When you combine political candidates surveys and the voting histories of candidates in office, you create what is called a "scorecard".  You print this out and put it in the hands of voters.  *This is a great way to leverage organization in order to educate people as to who the liberty candidates are*.  For those of you that can't decipher that statement I'll say it bluntly - it is one of the best ways to influence voting toward our candidates.  All activist organizations use this tactic.  You can see for yourself.  At the March on Annapolis, which the Baltimore Campaign for Liberty helped organize a few weeks ago, people went rabid for these scorecards.

This way of promoting the scorecards may sound iffy and the cost certainly sounds like a bit much to me.  However, it is necessary in activist politics to praise someone when they do what you want and club them when they don't.  I know this is Rothfeld's style because I heard him say it first hand at Valley Forge.  And why would C4L promote this at a subscriber level?  That is a great way for a Socialist or Neocon plant to get one step ahead of our initiative.

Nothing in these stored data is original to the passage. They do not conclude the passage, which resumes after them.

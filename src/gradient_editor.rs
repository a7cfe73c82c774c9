//! Gradient editor: preview on top, one wheel + brightness slider column per
//! endpoint, then angle, blend mode and style controls and the CSS output.

use floem::prelude::*;
use floem::reactive::{RwSignal, SignalWith};

use crate::brightness_slider::brightness_slider;
use crate::color_wheel::color_wheel;
use crate::constants;
use crate::gradient_preview::gradient_preview;
use crate::inputs::{angle_control, blend_mode_picker, copy_button, style_picker};
use crate::interaction::Endpoint;
use crate::session::GradientSession;

fn endpoint_column(session: RwSignal<GradientSession>, endpoint: Endpoint) -> impl IntoView {
    let title = match endpoint {
        Endpoint::Start => "Start",
        Endpoint::End => "End",
    };
    v_stack((
        h_stack((
            label(move || format!("{title}: {}", session.with(|s| s.color(endpoint)))).style(
                |s| {
                    s.font_size(constants::LABEL_FONT)
                        .font_family("monospace".to_string())
                },
            ),
            empty().style(move |st| {
                let c = session.with(|s| s.color(endpoint));
                st.width(16.0)
                    .height(16.0)
                    .border_radius(3.0)
                    .border(1.0)
                    .border_color(Color::rgb8(180, 180, 180))
                    .background(Color::rgb8(c.r, c.g, c.b))
            }),
        ))
        .style(|s| s.gap(6.0).items_center().justify_center()),
        color_wheel(session, endpoint),
        brightness_slider(session, endpoint),
    ))
    .style(|s| s.gap(constants::GAP).items_center())
}

/// Creates the full generator panel over a shared session.
pub(crate) fn gradient_editor(session: RwSignal<GradientSession>) -> impl IntoView {
    let css = move || session.with(|s| s.css());

    v_stack((
        gradient_preview(session),
        h_stack((
            endpoint_column(session, Endpoint::Start),
            endpoint_column(session, Endpoint::End),
        ))
        .style(|s| s.gap(32.0).justify_center()),
        angle_control(session),
        h_stack((blend_mode_picker(session), style_picker(session)))
            .style(|s| s.gap(16.0).items_center()),
        // CSS output + copy
        h_stack((
            label(css).style(|s| {
                s.font_size(constants::CODE_FONT)
                    .font_family("monospace".to_string())
                    .flex_grow(1.0)
                    .flex_basis(0.0)
                    .min_width(0.0)
            }),
            copy_button(css),
        ))
        .style(|s| {
            s.gap(constants::GAP)
                .padding(constants::GAP)
                .border_radius(constants::RADIUS)
                .background(Color::rgb8(230, 230, 230))
                .items_center()
        }),
    ))
    .style(|st| {
        st.gap(constants::GAP * 2.0)
            .padding(constants::PADDING)
            .size_full()
            .background(Color::rgb8(245, 245, 245))
    })
}
//! Startup configuration for the generator.
//!
//! Every field has a default, so a partial JSON document only overrides
//! what it names.

use serde::{Deserialize, Serialize};

use crate::color::Rgb;
use crate::constants;
use crate::error::GradientError;
use crate::gradient::{BlendMode, GradientStyle};

/// Initial colors, gradient settings, and canvas sizes.
#[derive(Debug, Clone, PartialEq, Serialize, Deserialize)]
#[serde(default)]
pub struct GeneratorConfig {
    pub start: Rgb,
    pub end: Rgb,
    /// Degrees; clamped to 0–360 when applied
    pub angle: i32,
    pub blend_mode: BlendMode,
    pub style: GradientStyle,
    pub wheel_size: u32,
    pub slider_width: u32,
    pub slider_height: u32,
}

impl Default for GeneratorConfig {
    fn default() -> Self {
        Self {
            start: constants::DEFAULT_START,
            end: constants::DEFAULT_END,
            angle: constants::DEFAULT_ANGLE as i32,
            blend_mode: BlendMode::default(),
            style: GradientStyle::default(),
            wheel_size: constants::WHEEL_SIZE,
            slider_width: constants::SLIDER_WIDTH,
            slider_height: constants::SLIDER_HEIGHT,
        }
    }
}

impl GeneratorConfig {
    pub fn from_json(json: &str) -> Result<Self, GradientError> {
        let config: Self = serde_json::from_str(json)?;
        if !(0..=constants::MAX_ANGLE as i32).contains(&config.angle) {
            log::warn!("config angle {} out of range, clamping", config.angle);
        }
        Ok(config)
    }

    pub fn to_json(&self) -> Result<String, GradientError> {
        Ok(serde_json::to_string_pretty(self)?)
    }
}

#[cfg(test)]
mod tests {
    use super::*;

    #[test]
    fn empty_document_is_default() {
        assert_eq!(GeneratorConfig::from_json("{}").unwrap(), GeneratorConfig::default());
    }

    #[test]
    fn partial_override() {
        let config =
            GeneratorConfig::from_json(r##"{"start": "#112233", "blend_mode": "hard-light", "style": "linear"}"##)
                .unwrap();
        assert_eq!(config.start, Rgb::new(0x11, 0x22, 0x33));
        assert_eq!(config.end, constants::DEFAULT_END);
        assert_eq!(config.blend_mode, BlendMode::HardLight);
        assert_eq!(config.style, GradientStyle::Linear);
    }

    #[test]
    fn bad_values_are_errors() {
        assert!(matches!(
            GeneratorConfig::from_json(r#"{"blend_mode": "multiply"}"#),
            Err(GradientError::Config(_))
        ));
        assert!(GeneratorConfig::from_json(r##"{"end": "#12345"}"##).is_err());
    }

    #[test]
    fn json_round_trip() {
        let config = GeneratorConfig {
            angle: 45,
            ..GeneratorConfig::default()
        };
        let json = config.to_json().unwrap();
        assert!(json.contains("\"#efff00\""));
        assert_eq!(GeneratorConfig::from_json(&json).unwrap(), config);
    }
}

> *Yes it appears that we are establishing as fact that C4L sent 350k to fund a neocon campaign*.  One which I might add did have a Ron Paul supporter from the grassroots involved in who happened to tie for 3rd place with Tancredo in an early straw poll.  I don't find that laughable at all.  Why the hell would I want to become more involved with politics when the only organization who would ever get my political donation would go ahead and fund ads for my opponents?  Seems to counter the whole idea of getting involved, no?


While I am sympathetic to your questions, I really don't know the details of this.  I am giving John Tate the benefit of the doubt because I have been to meetings with this guy and I know he is faithful to the cause.  My problem with all of this is comments like yours above.  No, we do not know for a fact "that C4L sent 350k to fund a neocon campaign".  As I have said before, you have to club people when they don't do what you want and praise them when you do.  You have to rub shoulders with people you don't totally agree with in this game.  That may bother some of you, but if you are committed to playing the game it is a reality you will have to come to understand.

Again, I don't know much about this initiative.  The cost does sound suspect.  My point is that you can't call for the guillotine when something happens that you don't understand or disagree with.  Falling into this trap provides the "other side" easy ways to incite chaos within the movement.  And just because we don't have all the facts doesn't mean Tate is in the wrong.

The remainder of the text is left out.